//! Application state for the help-desk HTTP server.

use crate::DeskStore;
use crate::aggregates::DeskAction;
use axum::extract::FromRef;
use std::time::Duration;
use ticketdesk_runtime::metrics::MetricsExporter;
use ticketdesk_web::AppError;
use uuid::Uuid;

/// Application state shared across all HTTP handlers.
///
/// Cloned for each request; every field is a cheap handle.
#[derive(Clone)]
pub struct AppState {
    /// The store owning tickets, users and sessions
    pub store: DeskStore,
    /// Maximum wait for a command reply
    pub request_timeout: Duration,
    /// Prometheus exporter backing `/metrics`
    pub metrics: MetricsExporter,
}

impl AppState {
    /// Create a new application state.
    #[must_use]
    pub const fn new(store: DeskStore, request_timeout: Duration, metrics: MetricsExporter) -> Self {
        Self {
            store,
            request_timeout,
            metrics,
        }
    }

    /// Send a command and return its reply, rejections included.
    ///
    /// `command` receives a fresh correlation id to embed in the action.
    ///
    /// # Errors
    ///
    /// Returns a 503/408 [`AppError`] if the store is shutting down or the
    /// reply does not arrive within the request timeout.
    pub async fn send_command<F>(&self, command: F) -> Result<DeskAction, AppError>
    where
        F: FnOnce(Uuid) -> DeskAction,
    {
        let correlation_id = Uuid::new_v4();
        let action = command(correlation_id);
        tracing::debug!(%correlation_id, ?action, "Dispatching command");

        let reply = self
            .store
            .send_and_wait_for(
                action,
                |a| a.is_reply_to(correlation_id),
                self.request_timeout,
            )
            .await?;

        Ok(reply)
    }

    /// Send a command and return its successful reply.
    ///
    /// # Errors
    ///
    /// Returns the [`AppError`] matching the rejection reason, or the store
    /// failure from [`AppState::send_command`].
    pub async fn dispatch<F>(&self, command: F) -> Result<DeskAction, AppError>
    where
        F: FnOnce(Uuid) -> DeskAction,
    {
        match self.send_command(command).await? {
            DeskAction::CommandRejected { reason, .. } => Err(reason.into()),
            reply => Ok(reply),
        }
    }
}

impl FromRef<AppState> for DeskStore {
    fn from_ref(app_state: &AppState) -> Self {
        app_state.store.clone()
    }
}
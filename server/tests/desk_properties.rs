//! Property tests for the desk reducer.
//!
//! Random command sequences must keep ticket ids unique and increasing, and
//! a rejected command must leave tickets untouched.

#![allow(clippy::unwrap_used, clippy::expect_used, clippy::panic)] // Test code can use unwrap/expect/panic

use proptest::prelude::*;
use std::collections::BTreeSet;
use std::sync::Arc;
use ticketdesk_core::reducer::Reducer;
use ticketdesk_domain::{ContentNode, TicketId, TicketStatus, User, UserId};
use ticketdesk_server::aggregates::TICKET_ID_BASE;
use ticketdesk_server::{DeskAction, DeskEnvironment, DeskReducer, DeskState};
use ticketdesk_testing::{SequentialTokens, assertions, test_clock};
use uuid::Uuid;

#[derive(Debug, Clone)]
enum Step {
    Create { title: String },
    Delete { offset: u32, admin: bool },
    Status { offset: u32, to: Option<TicketStatus> },
    Assign { offset: u32, user: u32 },
}

fn any_step() -> impl Strategy<Value = Step> {
    prop_oneof![
        "[ a-zA-Z]{0,12}".prop_map(|title| Step::Create { title }),
        (0..6_u32, any::<bool>()).prop_map(|(offset, admin)| Step::Delete { offset, admin }),
        (0..6_u32, prop::option::of(prop::sample::select(TicketStatus::ALL.to_vec())))
            .prop_map(|(offset, to)| Step::Status { offset, to }),
        (0..6_u32, prop::sample::select(vec![1_u32, 2, 3, 100]))
            .prop_map(|(offset, user)| Step::Assign { offset, user }),
    ]
}

fn desk() -> DeskState {
    let mut state = DeskState::new();
    for user in [
        User::new(UserId::new(1), "Dev", "dev@example.com", "Developer"),
        User::new(UserId::new(2), "Tester", "tester@example.com", "Tester"),
        User::admin(UserId::new(100), "Admin", "admin@example.com"),
    ] {
        state.users.insert(user.id, user);
    }
    state
}

fn command(step: Step) -> DeskAction {
    let correlation_id = Uuid::new_v4();
    let ticket = |offset: u32| TicketId::new(TICKET_ID_BASE + 1 + offset);
    match step {
        Step::Create { title } => DeskAction::CreateTicket {
            correlation_id,
            title,
            priority: "Normal".to_string(),
            description: ContentNode::text("generated"),
            created_by: None,
        },
        Step::Delete { offset, admin } => DeskAction::DeleteTicket {
            correlation_id,
            ticket_id: ticket(offset),
            requested_by: UserId::new(if admin { 100 } else { 1 }),
        },
        Step::Status { offset, to } => DeskAction::ChangeStatus {
            correlation_id,
            ticket_id: ticket(offset),
            to,
        },
        Step::Assign { offset, user } => DeskAction::AssignTicket {
            correlation_id,
            ticket_id: ticket(offset),
            user_id: UserId::new(user),
            requested_by: UserId::new(1),
        },
    }
}

proptest! {
    #[test]
    fn commands_keep_ids_unique_and_rejections_pure(steps in prop::collection::vec(any_step(), 1..40)) {
        let env = DeskEnvironment::new(Arc::new(test_clock()), Arc::new(SequentialTokens::new()));
        let mut state = desk();
        let mut issued = BTreeSet::new();
        let mut last_id = TICKET_ID_BASE;

        for step in steps {
            let before = state.tickets.clone();
            let effects = DeskReducer.reduce(&mut state, command(step), &env);
            let replies = assertions::resolve_replies(effects);
            prop_assert_eq!(replies.len(), 1);

            match &replies[0] {
                DeskAction::TicketCreated { ticket, .. } => {
                    prop_assert!(ticket.id().value() > last_id);
                    prop_assert!(issued.insert(ticket.id()));
                    last_id = ticket.id().value();
                }
                DeskAction::TicketUpdated { ticket, previous_status: Some(previous), .. } => {
                    let legal = previous.can_transition_to(ticket.status())
                        || ticket.status() == TicketStatus::Assigned;
                    prop_assert!(legal);
                }
                DeskAction::CommandRejected { .. } => {
                    prop_assert_eq!(&before, &state.tickets);
                }
                _ => {}
            }

            prop_assert_eq!(state.next_ticket_id, last_id);
        }
    }
}
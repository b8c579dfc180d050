//! Format-specific renderers for content trees.
//!
//! Content nodes know nothing about output formats. An [`Exporter`] walks a
//! tree and matches exhaustively on the node variants, so adding a leaf kind
//! is a compile error in every exporter until it is handled.

use crate::content::ContentNode;
use serde::{Deserialize, Serialize};
use std::fmt::Write as _;

/// Renders content trees into one output format
pub trait Exporter: Send + Sync {
    /// Renders a node (and its subtree) without document framing
    fn render(&self, node: &ContentNode) -> String;

    /// Renders a full document; never fails
    ///
    /// Absent content produces a placeholder document.
    fn export(&self, content: Option<&ContentNode>) -> String;
}

/// Available export formats
#[derive(Clone, Copy, Debug, Default, PartialEq, Eq, Hash, Serialize, Deserialize)]
#[serde(rename_all = "snake_case")]
pub enum ExportFormat {
    /// Pseudo-PDF plain-text report
    #[default]
    PdfText,
}

impl ExportFormat {
    /// Exporter implementing this format
    #[must_use]
    pub fn exporter(self) -> &'static dyn Exporter {
        match self {
            Self::PdfText => &PdfTextExporter,
        }
    }
}

/// Exports `content` in `format`
#[must_use]
pub fn export(content: Option<&ContentNode>, format: ExportFormat) -> String {
    format.exporter().export(content)
}

const BANNER: &str = "==================================================";
const SEPARATOR: &str = "--------------------------------------------------";

/// Pseudo-PDF exporter producing a plain-text report
#[derive(Clone, Copy, Debug, Default)]
pub struct PdfTextExporter;

impl PdfTextExporter {
    /// Suggested file name for a ticket's export
    #[must_use]
    pub fn file_name(ticket_id: impl std::fmt::Display) -> String {
        format!("ticket_{ticket_id}_description.pdf")
    }

    fn header() -> String {
        format!("{BANNER}\n     EXPORT PDF - TICKET DESCRIPTION\n{BANNER}\n\n")
    }

    fn footer() -> String {
        format!("\n{BANNER}\n     Fin du document PDF\n{BANNER}")
    }

    fn section(out: &mut String, title: &str) {
        let _ = writeln!(out, "SECTION {title}");
        let _ = writeln!(out, "{SEPARATOR}");
    }

    fn close_section(out: &mut String) {
        let _ = writeln!(out, "{SEPARATOR}\n");
    }

    fn render_into(&self, node: &ContentNode, out: &mut String) {
        match node {
            ContentNode::Text { text } => {
                Self::section(out, "TEXTE");
                let _ = writeln!(out, "{text}");
                Self::close_section(out);
            }
            ContentNode::Image { path, caption } => {
                Self::section(out, "IMAGE");
                let _ = writeln!(out, "Fichier : {path}");
                if !caption.is_empty() {
                    let _ = writeln!(out, "Legende : {caption}");
                }
                out.push_str("[IMAGE PLACEHOLDER]\n");
                Self::close_section(out);
            }
            ContentNode::Video {
                path,
                duration_seconds,
            } => {
                Self::section(out, "VIDEO");
                let _ = writeln!(out, "Fichier : {path}");
                if *duration_seconds > 0 {
                    let _ = writeln!(
                        out,
                        "Duree   : {} min {:02} sec",
                        duration_seconds / 60,
                        duration_seconds % 60
                    );
                }
                out.push_str("[VIDEO PLACEHOLDER]\n");
                Self::close_section(out);
            }
            ContentNode::Composite { children } => {
                if children.is_empty() {
                    out.push_str("[Contenu composite vide]\n\n");
                    return;
                }
                let _ = writeln!(out, "{BANNER}");
                let _ = writeln!(out, "DESCRIPTION COMPOSITE - {} element(s)", children.len());
                let _ = writeln!(out, "{BANNER}\n");
                for (index, child) in children.iter().enumerate() {
                    let _ = writeln!(out, "--- Element {} ---\n", index + 1);
                    self.render_into(child, out);
                }
            }
        }
    }
}

impl Exporter for PdfTextExporter {
    fn render(&self, node: &ContentNode) -> String {
        let mut out = String::new();
        self.render_into(node, &mut out);
        out
    }

    fn export(&self, content: Option<&ContentNode>) -> String {
        let body = content.map_or_else(|| "[Aucun contenu]\n".to_string(), |node| node.accept(self));
        format!("{}{body}{}", Self::header(), Self::footer())
    }
}

#[cfg(test)]
mod tests {
    use super::*;

    #[test]
    fn absent_content_placeholder() {
        let out = PdfTextExporter.export(None);
        assert!(out.starts_with(BANNER));
        assert!(out.contains("     EXPORT PDF - TICKET DESCRIPTION\n"));
        assert!(out.contains("[Aucun contenu]\n"));
        assert!(out.ends_with(&format!("     Fin du document PDF\n{BANNER}")));
    }

    #[test]
    fn text_section_exact() {
        let out = PdfTextExporter.render(&ContentNode::text("hello"));
        assert_eq!(
            out,
            format!("SECTION TEXTE\n{SEPARATOR}\nhello\n{SEPARATOR}\n\n")
        );
    }

    #[test]
    fn image_caption_line_is_optional() {
        let with = PdfTextExporter.render(&ContentNode::image("a.png", "form"));
        assert!(with.contains("Fichier : a.png\nLegende : form\n[IMAGE PLACEHOLDER]\n"));
        let without = PdfTextExporter.render(&ContentNode::image("a.png", ""));
        assert!(!without.contains("Legende"));
    }

    #[test]
    fn video_duration_formatting() {
        let out = PdfTextExporter.render(&ContentNode::video("v.mp4", 125));
        assert!(out.contains("Duree   : 2 min 05 sec\n"));
        let zero = PdfTextExporter.render(&ContentNode::video("v.mp4", 0));
        assert!(!zero.contains("Duree"));
        assert!(zero.contains("[VIDEO PLACEHOLDER]"));
    }

    #[test]
    fn empty_composite_marker() {
        let out = PdfTextExporter.render(&ContentNode::composite([]));
        assert_eq!(out, "[Contenu composite vide]\n\n");
    }

    #[test]
    fn format_dispatch() {
        let node = ContentNode::text("x");
        assert_eq!(
            export(Some(&node), ExportFormat::PdfText),
            PdfTextExporter.export(Some(&node))
        );
    }

    #[test]
    fn file_name() {
        assert_eq!(PdfTextExporter::file_name(1001), "ticket_1001_description.pdf");
    }
}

****************************************

**Task statement:** What is the number of lines in the data that hold the string "Aucun"? Answer with the number only.

**Finished exercise:** 2